# [THE PROBLEM]
Please return every line in the entries below with the word "example" in it.

(Collected data entries)
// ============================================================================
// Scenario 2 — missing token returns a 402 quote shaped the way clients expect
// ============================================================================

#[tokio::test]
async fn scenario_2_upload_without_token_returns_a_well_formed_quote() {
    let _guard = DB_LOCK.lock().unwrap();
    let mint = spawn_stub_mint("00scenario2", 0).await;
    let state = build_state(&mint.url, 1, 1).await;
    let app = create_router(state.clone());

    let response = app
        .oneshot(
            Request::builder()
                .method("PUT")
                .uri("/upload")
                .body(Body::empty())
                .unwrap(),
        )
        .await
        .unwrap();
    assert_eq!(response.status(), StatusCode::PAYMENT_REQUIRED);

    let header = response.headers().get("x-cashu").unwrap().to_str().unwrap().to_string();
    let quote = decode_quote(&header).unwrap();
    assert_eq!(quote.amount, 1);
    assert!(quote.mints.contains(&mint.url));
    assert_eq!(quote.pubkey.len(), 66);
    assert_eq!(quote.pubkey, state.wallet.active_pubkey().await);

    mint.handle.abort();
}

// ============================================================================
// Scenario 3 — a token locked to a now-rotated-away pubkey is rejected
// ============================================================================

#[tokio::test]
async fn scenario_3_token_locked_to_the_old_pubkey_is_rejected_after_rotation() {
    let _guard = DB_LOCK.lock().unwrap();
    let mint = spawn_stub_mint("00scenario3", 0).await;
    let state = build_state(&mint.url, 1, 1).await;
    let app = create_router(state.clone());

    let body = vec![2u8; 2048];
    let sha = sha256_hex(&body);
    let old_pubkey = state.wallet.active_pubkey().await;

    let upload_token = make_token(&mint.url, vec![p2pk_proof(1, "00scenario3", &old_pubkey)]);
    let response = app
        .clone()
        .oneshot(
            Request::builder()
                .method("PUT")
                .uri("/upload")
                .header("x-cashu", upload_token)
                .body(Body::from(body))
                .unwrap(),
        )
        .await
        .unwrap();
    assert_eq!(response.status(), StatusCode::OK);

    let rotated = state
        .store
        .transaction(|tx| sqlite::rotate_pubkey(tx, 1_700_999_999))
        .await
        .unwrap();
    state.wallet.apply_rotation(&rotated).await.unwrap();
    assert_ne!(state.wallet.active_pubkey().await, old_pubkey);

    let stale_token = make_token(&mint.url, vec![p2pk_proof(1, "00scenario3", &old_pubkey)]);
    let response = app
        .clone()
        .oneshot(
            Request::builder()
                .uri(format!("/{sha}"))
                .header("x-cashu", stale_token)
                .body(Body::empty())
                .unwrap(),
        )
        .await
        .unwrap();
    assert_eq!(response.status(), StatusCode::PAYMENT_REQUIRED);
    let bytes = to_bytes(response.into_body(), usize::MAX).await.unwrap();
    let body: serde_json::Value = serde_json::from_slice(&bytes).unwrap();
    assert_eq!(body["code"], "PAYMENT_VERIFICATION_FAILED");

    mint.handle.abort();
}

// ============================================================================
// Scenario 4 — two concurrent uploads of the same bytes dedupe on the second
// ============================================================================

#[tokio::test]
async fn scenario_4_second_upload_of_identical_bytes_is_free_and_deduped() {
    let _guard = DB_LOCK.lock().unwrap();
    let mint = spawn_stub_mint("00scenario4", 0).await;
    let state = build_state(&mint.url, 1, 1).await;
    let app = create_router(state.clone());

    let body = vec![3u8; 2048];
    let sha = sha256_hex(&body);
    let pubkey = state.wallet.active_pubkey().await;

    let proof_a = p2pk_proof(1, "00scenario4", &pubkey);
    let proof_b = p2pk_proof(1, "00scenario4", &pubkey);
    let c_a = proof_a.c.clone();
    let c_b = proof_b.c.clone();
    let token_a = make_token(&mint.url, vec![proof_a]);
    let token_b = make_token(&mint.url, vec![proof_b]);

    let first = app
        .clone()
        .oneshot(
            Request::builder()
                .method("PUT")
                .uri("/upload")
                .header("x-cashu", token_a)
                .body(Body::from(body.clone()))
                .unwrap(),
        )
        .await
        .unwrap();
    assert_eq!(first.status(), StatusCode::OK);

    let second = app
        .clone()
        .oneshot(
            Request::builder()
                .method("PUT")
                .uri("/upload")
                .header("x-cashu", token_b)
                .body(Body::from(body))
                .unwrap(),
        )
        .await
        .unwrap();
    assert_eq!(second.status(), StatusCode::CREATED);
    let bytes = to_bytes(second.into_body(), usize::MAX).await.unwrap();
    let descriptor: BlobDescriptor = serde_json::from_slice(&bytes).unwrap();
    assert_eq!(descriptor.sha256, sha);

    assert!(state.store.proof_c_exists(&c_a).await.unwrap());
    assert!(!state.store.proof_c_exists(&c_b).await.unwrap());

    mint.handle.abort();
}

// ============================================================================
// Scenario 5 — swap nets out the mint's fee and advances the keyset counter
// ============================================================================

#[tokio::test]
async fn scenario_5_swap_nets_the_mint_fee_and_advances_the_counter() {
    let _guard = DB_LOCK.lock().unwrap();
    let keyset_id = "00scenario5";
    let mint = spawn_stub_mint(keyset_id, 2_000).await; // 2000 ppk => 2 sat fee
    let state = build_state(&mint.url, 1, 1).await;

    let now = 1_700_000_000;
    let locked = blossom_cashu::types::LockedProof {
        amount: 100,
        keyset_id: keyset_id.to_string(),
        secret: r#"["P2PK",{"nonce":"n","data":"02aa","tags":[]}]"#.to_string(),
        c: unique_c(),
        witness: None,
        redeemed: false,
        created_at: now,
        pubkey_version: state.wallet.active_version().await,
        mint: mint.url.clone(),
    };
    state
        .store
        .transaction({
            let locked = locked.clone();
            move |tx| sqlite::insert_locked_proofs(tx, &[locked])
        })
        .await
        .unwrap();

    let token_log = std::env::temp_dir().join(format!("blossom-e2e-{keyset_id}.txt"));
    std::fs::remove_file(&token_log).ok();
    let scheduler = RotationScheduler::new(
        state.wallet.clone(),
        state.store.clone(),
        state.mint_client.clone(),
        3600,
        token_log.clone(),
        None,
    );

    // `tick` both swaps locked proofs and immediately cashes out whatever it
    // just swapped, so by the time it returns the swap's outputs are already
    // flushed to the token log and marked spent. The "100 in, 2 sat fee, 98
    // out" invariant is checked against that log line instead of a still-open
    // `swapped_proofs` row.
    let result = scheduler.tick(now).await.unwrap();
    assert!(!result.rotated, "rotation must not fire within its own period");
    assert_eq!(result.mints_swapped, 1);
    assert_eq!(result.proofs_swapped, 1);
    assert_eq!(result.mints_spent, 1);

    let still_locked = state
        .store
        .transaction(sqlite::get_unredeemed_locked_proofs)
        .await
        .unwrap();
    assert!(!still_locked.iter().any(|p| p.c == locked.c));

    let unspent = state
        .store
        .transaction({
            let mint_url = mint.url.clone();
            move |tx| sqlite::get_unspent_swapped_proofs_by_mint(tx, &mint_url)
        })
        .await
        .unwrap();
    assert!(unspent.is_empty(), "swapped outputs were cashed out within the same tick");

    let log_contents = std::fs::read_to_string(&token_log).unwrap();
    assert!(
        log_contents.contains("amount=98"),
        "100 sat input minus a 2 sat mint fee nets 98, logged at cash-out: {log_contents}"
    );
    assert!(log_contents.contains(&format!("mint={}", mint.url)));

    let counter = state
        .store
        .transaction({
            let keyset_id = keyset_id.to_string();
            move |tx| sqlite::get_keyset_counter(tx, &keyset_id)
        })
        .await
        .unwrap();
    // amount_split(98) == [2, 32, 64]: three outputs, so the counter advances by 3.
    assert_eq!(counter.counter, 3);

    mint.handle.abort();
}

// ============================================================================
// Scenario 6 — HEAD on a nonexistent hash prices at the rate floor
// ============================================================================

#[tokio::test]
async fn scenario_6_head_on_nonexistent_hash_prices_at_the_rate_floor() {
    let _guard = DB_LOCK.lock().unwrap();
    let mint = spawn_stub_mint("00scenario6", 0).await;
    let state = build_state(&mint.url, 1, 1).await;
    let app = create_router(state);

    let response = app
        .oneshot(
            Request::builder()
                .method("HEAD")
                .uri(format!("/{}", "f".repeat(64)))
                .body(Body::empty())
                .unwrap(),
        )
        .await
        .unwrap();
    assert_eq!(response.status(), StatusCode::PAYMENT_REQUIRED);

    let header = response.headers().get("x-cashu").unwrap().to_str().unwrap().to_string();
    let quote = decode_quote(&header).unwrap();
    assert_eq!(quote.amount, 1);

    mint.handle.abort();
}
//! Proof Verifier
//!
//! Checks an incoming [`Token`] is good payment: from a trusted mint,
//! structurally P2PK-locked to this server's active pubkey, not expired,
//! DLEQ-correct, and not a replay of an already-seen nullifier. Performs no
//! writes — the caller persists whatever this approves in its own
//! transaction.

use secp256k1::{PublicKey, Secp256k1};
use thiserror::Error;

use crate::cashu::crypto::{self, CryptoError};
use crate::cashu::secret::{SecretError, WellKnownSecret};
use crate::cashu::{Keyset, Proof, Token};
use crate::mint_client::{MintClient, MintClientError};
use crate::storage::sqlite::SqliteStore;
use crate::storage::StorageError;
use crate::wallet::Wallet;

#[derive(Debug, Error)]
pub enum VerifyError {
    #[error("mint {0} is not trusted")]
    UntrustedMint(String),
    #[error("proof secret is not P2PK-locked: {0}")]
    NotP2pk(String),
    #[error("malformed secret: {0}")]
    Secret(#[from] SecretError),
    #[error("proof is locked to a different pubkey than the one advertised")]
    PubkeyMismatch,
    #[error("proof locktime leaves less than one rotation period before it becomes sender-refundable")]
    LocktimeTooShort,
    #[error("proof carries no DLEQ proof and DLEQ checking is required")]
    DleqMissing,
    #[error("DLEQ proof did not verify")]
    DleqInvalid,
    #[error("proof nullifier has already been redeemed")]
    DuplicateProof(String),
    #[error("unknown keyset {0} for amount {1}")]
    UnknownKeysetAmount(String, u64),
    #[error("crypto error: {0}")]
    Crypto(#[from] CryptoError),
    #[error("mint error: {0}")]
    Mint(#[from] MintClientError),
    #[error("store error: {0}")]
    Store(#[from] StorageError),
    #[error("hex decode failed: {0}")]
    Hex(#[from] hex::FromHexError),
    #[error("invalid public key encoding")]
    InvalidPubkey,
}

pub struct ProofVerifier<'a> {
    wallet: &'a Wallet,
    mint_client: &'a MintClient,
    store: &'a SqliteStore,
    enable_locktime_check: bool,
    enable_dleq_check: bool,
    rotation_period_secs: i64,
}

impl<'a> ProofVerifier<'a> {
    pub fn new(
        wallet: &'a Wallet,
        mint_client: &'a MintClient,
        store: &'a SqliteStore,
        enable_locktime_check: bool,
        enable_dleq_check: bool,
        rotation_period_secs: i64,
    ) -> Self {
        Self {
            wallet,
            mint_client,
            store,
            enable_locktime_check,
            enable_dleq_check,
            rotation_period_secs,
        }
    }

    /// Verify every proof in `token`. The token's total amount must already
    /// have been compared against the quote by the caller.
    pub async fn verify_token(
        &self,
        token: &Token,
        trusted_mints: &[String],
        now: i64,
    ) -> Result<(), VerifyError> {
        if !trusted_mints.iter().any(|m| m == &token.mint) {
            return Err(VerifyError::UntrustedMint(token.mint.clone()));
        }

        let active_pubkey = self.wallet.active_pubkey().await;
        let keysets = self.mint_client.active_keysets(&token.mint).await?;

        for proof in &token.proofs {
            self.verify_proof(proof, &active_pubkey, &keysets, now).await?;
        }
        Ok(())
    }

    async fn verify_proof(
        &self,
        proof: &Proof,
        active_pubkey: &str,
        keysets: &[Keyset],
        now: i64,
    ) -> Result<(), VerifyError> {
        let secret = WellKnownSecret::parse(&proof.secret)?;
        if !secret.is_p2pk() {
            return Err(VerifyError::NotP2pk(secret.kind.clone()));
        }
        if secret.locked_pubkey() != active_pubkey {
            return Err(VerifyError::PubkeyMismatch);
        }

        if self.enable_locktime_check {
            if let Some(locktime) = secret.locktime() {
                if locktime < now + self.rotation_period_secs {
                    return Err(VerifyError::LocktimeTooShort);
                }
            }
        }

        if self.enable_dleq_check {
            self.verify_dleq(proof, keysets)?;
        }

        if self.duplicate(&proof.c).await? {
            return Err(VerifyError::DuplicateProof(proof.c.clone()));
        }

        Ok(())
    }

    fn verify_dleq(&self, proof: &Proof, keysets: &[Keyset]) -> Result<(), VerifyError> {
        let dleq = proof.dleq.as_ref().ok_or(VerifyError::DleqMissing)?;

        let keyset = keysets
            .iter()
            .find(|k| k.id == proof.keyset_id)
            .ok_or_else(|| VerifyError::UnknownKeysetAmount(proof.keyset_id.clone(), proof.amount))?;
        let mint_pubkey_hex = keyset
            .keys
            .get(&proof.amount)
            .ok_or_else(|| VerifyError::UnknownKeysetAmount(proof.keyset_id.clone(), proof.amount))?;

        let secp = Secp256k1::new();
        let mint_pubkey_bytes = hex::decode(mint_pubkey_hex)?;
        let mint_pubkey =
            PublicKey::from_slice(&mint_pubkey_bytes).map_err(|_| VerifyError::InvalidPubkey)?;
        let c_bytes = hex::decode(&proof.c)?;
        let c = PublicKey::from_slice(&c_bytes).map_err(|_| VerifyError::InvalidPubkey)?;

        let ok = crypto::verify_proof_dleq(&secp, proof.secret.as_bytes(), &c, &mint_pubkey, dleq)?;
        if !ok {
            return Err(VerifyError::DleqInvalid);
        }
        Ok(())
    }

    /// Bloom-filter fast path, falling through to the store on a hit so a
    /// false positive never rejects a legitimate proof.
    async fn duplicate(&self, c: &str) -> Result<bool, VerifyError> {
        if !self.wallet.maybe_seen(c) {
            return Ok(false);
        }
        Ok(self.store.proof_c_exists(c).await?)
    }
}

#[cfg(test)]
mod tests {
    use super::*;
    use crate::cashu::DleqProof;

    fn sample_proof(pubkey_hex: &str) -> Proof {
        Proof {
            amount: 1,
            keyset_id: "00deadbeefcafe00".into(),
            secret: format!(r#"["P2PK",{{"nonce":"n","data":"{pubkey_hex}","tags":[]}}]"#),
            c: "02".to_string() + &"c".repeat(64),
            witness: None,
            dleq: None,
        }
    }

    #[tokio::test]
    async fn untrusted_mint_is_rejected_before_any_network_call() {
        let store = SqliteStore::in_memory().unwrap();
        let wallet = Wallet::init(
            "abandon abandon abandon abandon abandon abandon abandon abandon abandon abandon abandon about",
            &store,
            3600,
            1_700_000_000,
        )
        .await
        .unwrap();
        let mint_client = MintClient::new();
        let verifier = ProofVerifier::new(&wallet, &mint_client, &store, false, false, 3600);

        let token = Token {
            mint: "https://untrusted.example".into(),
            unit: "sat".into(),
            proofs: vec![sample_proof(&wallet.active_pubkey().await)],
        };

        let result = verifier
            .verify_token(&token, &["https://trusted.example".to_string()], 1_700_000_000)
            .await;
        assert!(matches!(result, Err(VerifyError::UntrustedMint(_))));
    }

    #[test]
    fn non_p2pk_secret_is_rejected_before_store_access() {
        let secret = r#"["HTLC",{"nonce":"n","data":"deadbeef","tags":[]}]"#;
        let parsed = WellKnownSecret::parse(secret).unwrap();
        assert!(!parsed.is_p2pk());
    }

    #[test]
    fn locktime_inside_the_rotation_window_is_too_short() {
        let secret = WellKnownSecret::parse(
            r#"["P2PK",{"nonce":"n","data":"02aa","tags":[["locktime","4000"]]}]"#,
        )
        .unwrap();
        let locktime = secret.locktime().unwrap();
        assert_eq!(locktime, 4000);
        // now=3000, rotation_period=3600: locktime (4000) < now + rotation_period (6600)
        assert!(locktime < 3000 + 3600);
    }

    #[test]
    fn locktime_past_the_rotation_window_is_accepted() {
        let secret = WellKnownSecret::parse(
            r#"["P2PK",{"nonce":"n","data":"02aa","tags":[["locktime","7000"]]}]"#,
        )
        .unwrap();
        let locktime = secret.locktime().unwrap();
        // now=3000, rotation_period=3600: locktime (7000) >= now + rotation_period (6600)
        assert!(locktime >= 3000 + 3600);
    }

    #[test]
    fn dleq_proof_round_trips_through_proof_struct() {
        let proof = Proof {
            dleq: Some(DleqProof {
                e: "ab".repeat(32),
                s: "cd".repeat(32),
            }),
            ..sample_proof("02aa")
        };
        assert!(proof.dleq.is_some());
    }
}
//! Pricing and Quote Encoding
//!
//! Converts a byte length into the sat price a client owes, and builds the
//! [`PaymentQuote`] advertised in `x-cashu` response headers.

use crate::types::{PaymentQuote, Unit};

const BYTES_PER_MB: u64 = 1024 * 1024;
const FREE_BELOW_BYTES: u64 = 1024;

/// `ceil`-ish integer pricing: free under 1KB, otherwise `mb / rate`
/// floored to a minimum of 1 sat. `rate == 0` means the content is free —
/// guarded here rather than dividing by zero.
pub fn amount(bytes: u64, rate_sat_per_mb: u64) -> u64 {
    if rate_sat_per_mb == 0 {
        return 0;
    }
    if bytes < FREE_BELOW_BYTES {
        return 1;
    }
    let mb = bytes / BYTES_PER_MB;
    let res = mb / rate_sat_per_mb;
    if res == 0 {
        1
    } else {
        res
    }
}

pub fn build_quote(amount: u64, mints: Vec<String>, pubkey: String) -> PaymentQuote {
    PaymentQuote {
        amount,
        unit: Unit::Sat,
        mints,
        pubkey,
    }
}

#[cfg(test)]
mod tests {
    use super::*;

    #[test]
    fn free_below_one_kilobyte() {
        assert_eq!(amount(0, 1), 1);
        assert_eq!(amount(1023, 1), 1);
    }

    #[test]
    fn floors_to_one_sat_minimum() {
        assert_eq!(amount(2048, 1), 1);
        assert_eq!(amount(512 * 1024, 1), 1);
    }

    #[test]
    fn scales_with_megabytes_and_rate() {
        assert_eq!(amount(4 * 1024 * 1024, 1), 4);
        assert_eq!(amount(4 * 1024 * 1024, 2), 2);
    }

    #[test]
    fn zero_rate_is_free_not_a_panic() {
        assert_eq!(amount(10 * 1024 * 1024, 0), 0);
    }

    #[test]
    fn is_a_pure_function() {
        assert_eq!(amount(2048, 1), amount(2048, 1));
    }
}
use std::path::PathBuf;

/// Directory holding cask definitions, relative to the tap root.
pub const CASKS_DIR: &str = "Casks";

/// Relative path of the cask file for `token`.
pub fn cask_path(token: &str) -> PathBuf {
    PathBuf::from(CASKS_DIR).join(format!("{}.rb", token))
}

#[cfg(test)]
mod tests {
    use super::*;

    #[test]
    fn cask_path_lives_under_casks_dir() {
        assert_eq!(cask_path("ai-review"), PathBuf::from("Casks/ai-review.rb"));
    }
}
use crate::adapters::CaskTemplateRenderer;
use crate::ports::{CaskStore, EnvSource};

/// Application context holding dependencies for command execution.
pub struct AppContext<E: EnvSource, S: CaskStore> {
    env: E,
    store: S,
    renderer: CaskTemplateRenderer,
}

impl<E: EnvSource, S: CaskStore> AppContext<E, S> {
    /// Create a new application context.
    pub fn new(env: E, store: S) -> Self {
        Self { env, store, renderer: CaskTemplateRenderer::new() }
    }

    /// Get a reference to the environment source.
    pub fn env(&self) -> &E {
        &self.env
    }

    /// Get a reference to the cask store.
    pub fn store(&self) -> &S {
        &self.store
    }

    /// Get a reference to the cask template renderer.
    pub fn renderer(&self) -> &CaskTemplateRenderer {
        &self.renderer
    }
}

# [RESULT OF THE TASK]
            mint: "https://untrusted.example".into(),
            .verify_token(&token, &["https://trusted.example".to_string()], 1_700_000_000)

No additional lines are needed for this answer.